(DATA PROVIDED)

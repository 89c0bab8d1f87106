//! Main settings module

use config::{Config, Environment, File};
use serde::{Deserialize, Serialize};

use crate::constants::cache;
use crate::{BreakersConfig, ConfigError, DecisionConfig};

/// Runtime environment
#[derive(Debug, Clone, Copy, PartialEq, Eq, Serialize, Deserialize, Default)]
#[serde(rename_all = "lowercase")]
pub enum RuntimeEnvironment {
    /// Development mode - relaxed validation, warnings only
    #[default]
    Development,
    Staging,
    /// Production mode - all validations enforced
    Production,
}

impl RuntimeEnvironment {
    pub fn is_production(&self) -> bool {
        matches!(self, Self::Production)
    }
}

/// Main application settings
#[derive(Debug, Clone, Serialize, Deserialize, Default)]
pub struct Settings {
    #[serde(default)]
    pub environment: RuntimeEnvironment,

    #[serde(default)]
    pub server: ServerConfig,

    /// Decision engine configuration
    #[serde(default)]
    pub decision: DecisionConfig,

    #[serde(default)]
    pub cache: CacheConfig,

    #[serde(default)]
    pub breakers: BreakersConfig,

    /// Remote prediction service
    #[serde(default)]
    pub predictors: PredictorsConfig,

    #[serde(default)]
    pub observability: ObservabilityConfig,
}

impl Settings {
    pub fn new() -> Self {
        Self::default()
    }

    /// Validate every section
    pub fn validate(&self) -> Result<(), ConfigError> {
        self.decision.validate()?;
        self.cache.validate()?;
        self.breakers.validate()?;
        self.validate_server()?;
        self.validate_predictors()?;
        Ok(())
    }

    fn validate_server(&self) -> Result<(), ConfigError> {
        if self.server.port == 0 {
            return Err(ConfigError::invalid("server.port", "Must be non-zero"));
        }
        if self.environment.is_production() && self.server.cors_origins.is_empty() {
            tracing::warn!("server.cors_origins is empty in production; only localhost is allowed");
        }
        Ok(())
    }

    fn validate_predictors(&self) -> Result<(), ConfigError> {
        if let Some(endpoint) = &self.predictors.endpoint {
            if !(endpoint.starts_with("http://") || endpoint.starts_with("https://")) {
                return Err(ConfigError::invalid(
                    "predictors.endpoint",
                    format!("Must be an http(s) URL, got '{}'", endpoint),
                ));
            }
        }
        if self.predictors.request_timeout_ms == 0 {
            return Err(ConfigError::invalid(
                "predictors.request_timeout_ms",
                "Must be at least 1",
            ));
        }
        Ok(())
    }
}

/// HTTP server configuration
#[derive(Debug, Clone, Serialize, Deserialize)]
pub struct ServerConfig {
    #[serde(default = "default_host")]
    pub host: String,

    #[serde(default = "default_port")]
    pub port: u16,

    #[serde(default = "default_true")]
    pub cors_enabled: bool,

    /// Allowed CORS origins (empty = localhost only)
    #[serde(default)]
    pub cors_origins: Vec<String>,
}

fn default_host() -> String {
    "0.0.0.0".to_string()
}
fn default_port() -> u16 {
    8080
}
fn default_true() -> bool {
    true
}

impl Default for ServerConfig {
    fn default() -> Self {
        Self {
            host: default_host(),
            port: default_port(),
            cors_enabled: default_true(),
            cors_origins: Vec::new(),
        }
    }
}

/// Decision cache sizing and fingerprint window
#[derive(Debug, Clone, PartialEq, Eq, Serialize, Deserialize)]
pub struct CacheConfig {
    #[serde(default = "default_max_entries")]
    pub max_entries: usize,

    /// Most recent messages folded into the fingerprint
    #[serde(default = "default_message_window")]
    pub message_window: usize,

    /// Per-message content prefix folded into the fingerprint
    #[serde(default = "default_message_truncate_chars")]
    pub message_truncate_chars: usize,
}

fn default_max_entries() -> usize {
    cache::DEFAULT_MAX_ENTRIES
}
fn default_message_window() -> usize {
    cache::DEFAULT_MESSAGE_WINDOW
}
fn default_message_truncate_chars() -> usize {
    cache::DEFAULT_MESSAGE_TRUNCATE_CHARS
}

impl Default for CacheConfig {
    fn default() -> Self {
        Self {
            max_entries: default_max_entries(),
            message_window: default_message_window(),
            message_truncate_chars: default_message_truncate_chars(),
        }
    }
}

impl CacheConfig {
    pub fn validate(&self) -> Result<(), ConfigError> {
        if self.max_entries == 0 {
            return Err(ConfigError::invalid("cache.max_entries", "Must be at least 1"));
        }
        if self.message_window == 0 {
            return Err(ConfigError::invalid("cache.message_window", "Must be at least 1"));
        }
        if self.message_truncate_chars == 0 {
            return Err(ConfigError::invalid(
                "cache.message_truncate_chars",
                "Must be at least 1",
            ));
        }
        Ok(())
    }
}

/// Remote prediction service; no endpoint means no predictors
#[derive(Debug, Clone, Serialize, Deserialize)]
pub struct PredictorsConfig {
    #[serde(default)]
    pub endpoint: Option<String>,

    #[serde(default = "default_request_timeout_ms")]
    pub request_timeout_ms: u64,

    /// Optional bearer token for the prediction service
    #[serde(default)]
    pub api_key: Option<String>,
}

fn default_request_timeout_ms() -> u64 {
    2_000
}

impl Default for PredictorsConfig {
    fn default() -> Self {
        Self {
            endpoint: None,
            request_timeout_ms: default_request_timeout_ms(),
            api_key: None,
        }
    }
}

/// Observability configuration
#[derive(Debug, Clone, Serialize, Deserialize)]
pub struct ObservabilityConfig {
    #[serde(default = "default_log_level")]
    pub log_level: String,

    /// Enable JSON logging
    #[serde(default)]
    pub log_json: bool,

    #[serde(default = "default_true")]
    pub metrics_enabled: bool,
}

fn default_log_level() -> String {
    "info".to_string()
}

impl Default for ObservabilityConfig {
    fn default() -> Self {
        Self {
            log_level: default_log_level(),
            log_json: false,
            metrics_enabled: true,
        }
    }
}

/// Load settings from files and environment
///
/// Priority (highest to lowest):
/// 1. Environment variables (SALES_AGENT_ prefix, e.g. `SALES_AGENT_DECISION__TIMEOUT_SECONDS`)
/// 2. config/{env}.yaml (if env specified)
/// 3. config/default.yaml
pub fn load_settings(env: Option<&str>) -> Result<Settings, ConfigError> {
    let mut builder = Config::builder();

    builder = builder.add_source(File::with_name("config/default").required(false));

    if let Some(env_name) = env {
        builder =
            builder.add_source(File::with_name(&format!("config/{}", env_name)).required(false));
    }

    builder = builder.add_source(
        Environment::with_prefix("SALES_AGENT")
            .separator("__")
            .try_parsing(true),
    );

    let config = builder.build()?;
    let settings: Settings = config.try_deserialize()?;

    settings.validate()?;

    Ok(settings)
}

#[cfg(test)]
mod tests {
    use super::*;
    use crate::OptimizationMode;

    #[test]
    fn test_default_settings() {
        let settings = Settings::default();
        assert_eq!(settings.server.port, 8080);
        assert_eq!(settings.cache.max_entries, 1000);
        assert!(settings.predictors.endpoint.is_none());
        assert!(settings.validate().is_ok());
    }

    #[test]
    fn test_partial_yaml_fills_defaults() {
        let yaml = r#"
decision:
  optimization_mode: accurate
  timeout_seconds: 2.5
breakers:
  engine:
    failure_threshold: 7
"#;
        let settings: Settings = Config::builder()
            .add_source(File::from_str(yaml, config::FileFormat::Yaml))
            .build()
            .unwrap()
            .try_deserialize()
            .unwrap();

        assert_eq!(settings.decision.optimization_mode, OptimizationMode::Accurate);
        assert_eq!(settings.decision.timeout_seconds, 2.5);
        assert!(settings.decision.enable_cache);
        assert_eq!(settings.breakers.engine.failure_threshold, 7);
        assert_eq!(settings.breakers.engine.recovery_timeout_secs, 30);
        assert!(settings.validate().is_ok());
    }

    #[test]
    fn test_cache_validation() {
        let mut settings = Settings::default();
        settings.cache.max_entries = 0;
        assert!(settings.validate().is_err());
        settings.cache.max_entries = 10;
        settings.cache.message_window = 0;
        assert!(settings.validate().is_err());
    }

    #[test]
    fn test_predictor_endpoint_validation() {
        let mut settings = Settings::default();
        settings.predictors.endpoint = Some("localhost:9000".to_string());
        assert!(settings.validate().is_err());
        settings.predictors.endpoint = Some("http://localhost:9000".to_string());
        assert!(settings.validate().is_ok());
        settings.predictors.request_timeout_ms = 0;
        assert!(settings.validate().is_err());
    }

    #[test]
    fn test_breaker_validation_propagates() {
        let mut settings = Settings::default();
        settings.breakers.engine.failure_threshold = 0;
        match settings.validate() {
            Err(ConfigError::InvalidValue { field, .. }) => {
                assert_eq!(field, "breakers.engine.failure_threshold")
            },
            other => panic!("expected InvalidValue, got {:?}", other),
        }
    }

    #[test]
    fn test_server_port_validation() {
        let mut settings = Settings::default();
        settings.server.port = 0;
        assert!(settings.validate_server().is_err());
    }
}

(End DATA PROVIDED)

**EXERCISE**
I'd like the lines above from the one with "if self.server.port == 0" up to and including the one with "fn validate_predictors(&self) ->" copied exactly, with no other lines.

**ANSWER AREA**
        if self.server.port == 0 {
            return Err(ConfigError::invalid("server.port", "Must be non-zero"));
        }
        if self.environment.is_production() && self.server.cors_origins.is_empty() {
            tracing::warn!("server.cors_origins is empty in production; only localhost is allowed");
        }
        Ok(())
    }

    fn validate_predictors(&self) -> Result<(), ConfigError> {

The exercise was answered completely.